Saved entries
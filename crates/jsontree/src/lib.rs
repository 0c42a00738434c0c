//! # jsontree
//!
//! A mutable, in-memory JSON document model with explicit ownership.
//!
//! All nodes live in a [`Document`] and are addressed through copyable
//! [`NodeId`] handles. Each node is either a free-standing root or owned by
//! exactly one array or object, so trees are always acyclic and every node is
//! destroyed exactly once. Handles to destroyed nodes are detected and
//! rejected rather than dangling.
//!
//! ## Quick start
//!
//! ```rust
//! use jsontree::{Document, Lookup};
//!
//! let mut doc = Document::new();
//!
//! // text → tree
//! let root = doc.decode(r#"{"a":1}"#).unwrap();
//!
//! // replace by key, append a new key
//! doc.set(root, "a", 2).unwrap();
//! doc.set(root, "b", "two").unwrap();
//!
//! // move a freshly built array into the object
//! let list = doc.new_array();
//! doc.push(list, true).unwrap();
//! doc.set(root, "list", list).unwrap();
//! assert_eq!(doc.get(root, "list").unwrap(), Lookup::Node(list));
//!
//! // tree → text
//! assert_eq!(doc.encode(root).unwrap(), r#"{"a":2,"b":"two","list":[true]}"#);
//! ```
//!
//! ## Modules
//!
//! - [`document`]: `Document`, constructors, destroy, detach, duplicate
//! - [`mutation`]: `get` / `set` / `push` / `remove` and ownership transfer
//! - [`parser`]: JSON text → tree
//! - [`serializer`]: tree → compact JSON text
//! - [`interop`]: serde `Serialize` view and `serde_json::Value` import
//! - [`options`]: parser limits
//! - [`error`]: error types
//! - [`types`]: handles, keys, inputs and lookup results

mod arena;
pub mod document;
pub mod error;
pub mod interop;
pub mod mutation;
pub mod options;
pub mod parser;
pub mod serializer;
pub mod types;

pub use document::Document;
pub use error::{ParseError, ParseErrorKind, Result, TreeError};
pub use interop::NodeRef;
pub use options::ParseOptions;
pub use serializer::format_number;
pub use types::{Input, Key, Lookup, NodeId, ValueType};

--

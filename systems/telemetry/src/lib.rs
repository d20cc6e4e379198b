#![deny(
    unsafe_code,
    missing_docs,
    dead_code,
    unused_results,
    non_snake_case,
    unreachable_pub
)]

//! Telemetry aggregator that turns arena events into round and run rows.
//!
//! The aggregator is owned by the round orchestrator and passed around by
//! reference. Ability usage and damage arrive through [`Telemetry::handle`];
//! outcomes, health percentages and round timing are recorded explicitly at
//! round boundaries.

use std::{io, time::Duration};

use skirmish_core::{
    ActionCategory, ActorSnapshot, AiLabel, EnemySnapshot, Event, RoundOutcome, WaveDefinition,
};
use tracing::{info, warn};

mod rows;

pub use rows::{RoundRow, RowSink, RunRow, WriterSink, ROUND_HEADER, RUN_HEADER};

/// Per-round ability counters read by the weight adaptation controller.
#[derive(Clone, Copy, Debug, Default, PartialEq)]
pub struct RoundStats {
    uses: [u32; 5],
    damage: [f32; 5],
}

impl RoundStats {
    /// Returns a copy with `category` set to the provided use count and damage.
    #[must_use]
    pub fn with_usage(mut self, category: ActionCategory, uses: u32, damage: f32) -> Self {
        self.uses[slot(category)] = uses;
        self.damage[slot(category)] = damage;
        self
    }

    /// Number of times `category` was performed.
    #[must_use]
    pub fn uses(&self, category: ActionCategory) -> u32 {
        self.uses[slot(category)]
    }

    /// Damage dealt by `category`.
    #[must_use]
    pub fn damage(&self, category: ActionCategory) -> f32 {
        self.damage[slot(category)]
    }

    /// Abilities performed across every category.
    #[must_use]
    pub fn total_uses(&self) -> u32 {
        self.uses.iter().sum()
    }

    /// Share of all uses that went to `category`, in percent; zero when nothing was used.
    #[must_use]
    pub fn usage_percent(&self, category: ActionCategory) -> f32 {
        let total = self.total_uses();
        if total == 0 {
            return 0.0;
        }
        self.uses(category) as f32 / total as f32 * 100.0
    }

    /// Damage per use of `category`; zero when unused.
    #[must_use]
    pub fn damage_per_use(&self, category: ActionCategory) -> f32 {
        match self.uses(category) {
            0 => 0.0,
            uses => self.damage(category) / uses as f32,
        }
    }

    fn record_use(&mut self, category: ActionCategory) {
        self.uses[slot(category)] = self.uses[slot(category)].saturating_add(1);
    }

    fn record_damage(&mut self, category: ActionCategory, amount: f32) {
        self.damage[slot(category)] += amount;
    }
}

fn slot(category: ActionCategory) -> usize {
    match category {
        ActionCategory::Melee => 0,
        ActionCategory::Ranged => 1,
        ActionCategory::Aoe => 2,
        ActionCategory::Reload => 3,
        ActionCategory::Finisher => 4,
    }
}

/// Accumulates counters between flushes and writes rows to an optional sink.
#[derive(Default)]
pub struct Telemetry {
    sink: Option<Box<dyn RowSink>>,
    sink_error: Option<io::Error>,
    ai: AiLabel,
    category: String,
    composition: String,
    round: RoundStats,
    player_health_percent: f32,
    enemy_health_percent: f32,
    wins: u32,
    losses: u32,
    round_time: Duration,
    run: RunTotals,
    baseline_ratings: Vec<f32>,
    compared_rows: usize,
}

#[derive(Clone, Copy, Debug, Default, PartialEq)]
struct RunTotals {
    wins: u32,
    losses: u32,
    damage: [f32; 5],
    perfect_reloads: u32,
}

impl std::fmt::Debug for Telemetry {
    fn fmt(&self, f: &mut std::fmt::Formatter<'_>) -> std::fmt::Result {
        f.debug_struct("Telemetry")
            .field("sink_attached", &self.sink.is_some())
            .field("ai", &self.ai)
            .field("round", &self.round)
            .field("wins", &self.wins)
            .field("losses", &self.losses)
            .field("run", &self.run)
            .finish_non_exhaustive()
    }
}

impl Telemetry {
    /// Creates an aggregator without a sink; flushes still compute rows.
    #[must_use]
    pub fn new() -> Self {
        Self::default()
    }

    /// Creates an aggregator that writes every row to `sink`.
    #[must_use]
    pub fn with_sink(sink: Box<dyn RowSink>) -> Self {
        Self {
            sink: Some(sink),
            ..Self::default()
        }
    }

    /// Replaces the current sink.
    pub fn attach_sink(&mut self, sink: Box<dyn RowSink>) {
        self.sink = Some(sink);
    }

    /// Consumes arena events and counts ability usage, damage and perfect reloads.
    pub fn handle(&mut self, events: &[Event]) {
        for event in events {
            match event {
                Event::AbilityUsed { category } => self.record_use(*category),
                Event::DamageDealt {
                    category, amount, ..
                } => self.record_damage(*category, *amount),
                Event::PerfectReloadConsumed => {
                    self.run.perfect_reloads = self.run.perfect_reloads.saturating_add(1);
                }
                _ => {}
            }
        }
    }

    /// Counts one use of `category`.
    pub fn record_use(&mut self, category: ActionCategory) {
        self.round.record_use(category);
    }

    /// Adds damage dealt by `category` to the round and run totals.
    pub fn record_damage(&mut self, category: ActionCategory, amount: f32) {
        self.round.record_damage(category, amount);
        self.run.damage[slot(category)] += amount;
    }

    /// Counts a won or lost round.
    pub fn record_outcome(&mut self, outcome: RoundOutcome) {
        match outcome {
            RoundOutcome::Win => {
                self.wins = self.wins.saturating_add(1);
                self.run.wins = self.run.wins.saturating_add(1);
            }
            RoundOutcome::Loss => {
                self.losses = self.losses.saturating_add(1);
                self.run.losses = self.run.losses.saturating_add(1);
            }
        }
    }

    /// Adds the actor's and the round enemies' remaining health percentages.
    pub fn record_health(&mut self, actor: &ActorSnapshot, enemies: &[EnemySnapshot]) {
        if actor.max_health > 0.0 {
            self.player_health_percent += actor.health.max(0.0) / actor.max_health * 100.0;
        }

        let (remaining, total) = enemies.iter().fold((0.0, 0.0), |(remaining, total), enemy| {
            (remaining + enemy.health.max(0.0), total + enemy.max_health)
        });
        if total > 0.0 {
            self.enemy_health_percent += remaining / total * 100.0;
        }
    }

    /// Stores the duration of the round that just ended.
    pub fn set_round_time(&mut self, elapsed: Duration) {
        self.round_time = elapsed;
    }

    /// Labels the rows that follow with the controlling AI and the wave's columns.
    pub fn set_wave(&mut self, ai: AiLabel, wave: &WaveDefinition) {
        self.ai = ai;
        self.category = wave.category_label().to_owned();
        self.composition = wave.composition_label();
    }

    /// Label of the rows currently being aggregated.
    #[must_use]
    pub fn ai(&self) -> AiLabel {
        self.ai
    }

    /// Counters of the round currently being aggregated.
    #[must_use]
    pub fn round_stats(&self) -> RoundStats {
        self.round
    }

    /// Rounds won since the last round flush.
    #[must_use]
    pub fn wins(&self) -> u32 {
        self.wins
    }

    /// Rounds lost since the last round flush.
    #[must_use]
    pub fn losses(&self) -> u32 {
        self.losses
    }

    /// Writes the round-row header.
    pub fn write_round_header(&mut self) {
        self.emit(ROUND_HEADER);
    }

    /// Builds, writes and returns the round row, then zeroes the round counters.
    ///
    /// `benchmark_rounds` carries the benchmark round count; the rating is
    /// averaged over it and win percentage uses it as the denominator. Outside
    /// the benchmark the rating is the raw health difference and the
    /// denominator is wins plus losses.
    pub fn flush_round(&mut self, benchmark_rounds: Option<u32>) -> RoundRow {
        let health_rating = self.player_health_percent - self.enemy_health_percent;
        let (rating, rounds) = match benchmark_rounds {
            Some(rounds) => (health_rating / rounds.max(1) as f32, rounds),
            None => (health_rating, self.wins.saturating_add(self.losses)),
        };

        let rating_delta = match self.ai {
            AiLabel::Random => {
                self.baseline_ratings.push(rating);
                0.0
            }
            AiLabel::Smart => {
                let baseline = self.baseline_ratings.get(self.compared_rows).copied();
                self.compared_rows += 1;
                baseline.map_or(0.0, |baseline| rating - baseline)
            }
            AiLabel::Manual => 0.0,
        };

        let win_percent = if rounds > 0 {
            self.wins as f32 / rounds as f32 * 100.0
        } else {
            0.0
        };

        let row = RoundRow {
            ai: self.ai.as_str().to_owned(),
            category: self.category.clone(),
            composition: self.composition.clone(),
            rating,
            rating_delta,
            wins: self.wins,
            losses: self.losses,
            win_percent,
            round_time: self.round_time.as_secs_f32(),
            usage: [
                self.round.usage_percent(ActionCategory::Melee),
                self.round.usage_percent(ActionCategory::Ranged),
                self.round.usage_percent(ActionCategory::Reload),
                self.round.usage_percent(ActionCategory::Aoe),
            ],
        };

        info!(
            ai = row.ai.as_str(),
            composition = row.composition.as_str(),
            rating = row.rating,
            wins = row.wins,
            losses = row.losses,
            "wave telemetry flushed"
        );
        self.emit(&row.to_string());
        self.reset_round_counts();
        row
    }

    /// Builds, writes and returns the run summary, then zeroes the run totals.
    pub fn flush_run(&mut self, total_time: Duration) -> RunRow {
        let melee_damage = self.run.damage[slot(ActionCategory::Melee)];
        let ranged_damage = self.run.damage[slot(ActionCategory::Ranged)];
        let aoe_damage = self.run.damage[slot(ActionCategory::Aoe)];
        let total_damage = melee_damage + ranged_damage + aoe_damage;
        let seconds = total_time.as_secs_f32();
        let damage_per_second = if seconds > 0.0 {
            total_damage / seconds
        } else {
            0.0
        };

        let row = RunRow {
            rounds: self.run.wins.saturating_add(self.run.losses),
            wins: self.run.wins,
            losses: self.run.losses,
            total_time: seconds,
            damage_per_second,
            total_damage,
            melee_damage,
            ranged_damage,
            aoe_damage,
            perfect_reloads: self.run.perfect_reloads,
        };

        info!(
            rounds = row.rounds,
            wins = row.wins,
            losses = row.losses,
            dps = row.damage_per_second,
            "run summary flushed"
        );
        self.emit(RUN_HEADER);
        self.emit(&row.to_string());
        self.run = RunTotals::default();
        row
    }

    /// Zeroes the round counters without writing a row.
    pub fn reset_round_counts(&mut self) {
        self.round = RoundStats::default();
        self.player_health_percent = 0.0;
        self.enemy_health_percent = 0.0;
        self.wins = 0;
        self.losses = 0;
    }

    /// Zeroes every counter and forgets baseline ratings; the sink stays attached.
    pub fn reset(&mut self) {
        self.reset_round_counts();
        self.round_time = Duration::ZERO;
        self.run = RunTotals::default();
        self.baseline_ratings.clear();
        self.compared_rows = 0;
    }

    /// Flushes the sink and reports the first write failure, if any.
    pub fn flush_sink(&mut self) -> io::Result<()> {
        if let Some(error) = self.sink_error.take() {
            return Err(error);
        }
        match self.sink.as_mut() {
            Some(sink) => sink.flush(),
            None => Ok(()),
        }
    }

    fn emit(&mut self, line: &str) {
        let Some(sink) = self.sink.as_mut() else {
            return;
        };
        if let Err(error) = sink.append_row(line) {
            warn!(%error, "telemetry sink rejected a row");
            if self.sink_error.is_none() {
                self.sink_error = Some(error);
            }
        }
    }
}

* * *

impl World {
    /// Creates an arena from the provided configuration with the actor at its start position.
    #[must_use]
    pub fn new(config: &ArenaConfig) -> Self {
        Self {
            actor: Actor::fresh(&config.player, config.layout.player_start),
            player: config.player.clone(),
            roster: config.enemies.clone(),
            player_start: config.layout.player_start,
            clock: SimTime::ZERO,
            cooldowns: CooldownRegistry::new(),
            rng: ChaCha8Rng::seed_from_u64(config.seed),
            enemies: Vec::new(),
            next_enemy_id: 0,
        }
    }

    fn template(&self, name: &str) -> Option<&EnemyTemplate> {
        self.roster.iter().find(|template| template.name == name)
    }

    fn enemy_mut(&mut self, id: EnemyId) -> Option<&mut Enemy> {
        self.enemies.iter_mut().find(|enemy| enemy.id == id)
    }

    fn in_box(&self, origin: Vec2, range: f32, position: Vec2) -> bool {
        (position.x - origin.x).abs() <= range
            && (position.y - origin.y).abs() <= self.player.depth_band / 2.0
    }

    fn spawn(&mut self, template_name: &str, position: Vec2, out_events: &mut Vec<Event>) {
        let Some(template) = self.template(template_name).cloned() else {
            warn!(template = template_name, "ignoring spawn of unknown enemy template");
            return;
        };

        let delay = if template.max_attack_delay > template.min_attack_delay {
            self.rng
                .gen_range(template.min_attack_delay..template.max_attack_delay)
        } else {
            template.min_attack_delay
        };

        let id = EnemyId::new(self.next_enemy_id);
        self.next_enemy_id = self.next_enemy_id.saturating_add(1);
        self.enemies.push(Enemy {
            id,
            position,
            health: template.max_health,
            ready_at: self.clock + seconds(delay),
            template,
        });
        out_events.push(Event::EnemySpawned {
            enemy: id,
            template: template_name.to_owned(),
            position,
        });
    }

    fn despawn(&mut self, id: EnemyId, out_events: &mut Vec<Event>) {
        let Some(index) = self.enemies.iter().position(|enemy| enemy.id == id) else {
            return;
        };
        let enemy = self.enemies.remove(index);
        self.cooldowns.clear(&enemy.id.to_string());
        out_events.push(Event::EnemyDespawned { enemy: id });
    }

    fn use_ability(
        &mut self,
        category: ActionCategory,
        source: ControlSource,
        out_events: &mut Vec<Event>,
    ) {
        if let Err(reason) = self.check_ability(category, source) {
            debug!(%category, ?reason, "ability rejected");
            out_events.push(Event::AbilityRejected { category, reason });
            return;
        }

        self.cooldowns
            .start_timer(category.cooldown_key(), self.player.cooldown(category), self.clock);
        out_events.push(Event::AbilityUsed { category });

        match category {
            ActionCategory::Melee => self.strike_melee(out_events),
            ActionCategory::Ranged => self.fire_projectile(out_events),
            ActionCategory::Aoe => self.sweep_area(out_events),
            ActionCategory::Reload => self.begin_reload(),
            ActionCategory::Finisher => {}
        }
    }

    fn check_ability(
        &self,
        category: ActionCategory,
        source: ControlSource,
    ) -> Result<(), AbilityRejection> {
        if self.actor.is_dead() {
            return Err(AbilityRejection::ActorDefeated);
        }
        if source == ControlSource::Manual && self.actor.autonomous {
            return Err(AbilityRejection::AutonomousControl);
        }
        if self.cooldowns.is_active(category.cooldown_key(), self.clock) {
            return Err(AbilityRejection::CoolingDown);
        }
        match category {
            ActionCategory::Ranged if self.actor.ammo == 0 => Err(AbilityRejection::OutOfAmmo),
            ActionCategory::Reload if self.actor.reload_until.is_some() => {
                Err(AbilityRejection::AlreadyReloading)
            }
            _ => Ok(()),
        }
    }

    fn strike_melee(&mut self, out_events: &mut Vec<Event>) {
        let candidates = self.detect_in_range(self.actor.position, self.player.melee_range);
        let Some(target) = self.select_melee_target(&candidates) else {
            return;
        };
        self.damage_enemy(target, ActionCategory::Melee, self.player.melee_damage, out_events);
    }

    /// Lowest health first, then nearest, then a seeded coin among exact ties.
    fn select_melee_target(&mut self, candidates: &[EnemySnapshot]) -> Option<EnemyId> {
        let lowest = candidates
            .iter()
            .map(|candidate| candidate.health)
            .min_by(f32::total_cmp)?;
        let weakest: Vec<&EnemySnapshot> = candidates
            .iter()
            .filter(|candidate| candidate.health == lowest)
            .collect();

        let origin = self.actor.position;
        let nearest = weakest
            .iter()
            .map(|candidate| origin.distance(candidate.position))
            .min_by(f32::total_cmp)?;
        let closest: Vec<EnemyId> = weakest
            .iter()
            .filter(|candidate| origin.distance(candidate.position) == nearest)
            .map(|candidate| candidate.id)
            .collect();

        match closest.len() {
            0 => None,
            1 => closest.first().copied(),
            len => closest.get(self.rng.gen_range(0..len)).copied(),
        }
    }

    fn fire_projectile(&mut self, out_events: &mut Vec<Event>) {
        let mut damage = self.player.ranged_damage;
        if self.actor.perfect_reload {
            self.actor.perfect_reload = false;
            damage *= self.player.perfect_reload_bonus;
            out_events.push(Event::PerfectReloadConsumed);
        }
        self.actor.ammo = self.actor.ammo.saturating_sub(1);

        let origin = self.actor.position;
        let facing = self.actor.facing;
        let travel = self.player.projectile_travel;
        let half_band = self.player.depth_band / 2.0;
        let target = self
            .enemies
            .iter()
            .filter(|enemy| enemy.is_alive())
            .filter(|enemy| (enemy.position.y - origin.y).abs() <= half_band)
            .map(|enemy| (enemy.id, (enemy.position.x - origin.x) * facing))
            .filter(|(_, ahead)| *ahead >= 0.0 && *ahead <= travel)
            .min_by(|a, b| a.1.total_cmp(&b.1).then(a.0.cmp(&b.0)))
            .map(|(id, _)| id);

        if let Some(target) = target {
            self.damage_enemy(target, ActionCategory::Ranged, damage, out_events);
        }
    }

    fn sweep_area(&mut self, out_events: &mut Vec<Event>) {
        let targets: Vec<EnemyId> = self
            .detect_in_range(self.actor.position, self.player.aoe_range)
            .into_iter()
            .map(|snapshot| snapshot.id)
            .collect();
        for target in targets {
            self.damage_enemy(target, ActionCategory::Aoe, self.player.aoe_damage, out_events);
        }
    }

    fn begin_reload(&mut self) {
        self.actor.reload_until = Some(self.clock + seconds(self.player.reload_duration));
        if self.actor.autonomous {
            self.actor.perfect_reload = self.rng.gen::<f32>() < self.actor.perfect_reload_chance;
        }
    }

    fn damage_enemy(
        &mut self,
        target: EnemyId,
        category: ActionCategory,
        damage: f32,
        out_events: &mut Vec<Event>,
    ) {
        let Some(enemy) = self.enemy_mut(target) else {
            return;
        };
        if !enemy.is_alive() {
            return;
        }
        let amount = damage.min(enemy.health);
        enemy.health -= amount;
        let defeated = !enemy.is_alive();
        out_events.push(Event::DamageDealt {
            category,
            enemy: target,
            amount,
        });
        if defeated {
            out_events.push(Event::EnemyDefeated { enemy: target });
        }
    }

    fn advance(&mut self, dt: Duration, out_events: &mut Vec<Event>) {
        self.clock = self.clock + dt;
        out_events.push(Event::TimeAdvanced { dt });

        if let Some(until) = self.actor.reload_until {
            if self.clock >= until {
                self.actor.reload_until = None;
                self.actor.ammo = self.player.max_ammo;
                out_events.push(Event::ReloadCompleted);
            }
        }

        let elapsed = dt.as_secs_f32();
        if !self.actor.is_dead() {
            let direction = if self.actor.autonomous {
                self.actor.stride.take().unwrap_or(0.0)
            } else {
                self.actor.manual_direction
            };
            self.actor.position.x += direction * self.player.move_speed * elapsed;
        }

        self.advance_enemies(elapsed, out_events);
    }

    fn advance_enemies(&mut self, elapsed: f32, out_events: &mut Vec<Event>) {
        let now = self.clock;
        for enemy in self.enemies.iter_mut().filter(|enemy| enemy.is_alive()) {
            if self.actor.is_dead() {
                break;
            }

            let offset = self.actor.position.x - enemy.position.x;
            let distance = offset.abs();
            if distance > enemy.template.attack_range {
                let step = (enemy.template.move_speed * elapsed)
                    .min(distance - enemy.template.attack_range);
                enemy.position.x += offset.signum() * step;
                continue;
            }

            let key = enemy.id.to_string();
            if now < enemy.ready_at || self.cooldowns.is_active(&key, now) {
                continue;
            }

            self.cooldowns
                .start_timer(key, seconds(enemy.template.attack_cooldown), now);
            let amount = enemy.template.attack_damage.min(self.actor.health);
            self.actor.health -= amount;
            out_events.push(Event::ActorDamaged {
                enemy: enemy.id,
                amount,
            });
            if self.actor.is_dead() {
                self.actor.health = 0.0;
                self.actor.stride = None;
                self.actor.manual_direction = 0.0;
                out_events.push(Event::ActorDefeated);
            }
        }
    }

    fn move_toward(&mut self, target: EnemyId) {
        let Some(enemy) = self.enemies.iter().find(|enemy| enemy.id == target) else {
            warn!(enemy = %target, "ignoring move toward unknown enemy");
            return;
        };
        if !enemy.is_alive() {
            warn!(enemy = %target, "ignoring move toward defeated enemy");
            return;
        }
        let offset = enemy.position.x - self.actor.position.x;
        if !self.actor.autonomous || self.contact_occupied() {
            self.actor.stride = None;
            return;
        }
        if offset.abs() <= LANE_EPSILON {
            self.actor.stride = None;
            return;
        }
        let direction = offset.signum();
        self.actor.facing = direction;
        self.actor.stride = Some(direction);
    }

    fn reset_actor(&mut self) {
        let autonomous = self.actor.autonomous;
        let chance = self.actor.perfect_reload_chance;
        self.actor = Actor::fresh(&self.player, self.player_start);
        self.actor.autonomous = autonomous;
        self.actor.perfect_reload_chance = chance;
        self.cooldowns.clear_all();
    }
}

> [Activity]: Look through the data above and return exactly the lines from the one that contains "filename crates/jsontree/src/lib.rs" to the one that contains "destroy, detach, duplicate", inclusive, with nothing else.

> [Solution to this exercise]:
filename crates/jsontree/src/lib.rs
repository 0c42a00738434c0c
//! # jsontree
//!
//! A mutable, in-memory JSON document model with explicit ownership.
//!
//! All nodes live in a [`Document`] and are addressed through copyable
//! [`NodeId`] handles. Each node is either a free-standing root or owned by
//! exactly one array or object, so trees are always acyclic and every node is
//! destroyed exactly once. Handles to destroyed nodes are detected and
//! rejected rather than dangling.
//!
//! ## Quick start
//!
//! ```rust
//! use jsontree::{Document, Lookup};
//!
//! let mut doc = Document::new();
//!
//! // text → tree
//! let root = doc.decode(r#"{"a":1}"#).unwrap();
//!
//! // replace by key, append a new key
//! doc.set(root, "a", 2).unwrap();
//! doc.set(root, "b", "two").unwrap();
//!
//! // move a freshly built array into the object
//! let list = doc.new_array();
//! doc.push(list, true).unwrap();
//! doc.set(root, "list", list).unwrap();
//! assert_eq!(doc.get(root, "list").unwrap(), Lookup::Node(list));
//!
//! // tree → text
//! assert_eq!(doc.encode(root).unwrap(), r#"{"a":2,"b":"two","list":[true]}"#);
//! ```
//!
//! ## Modules
//!
//! - [`document`]: `Document`, constructors, destroy, detach, duplicate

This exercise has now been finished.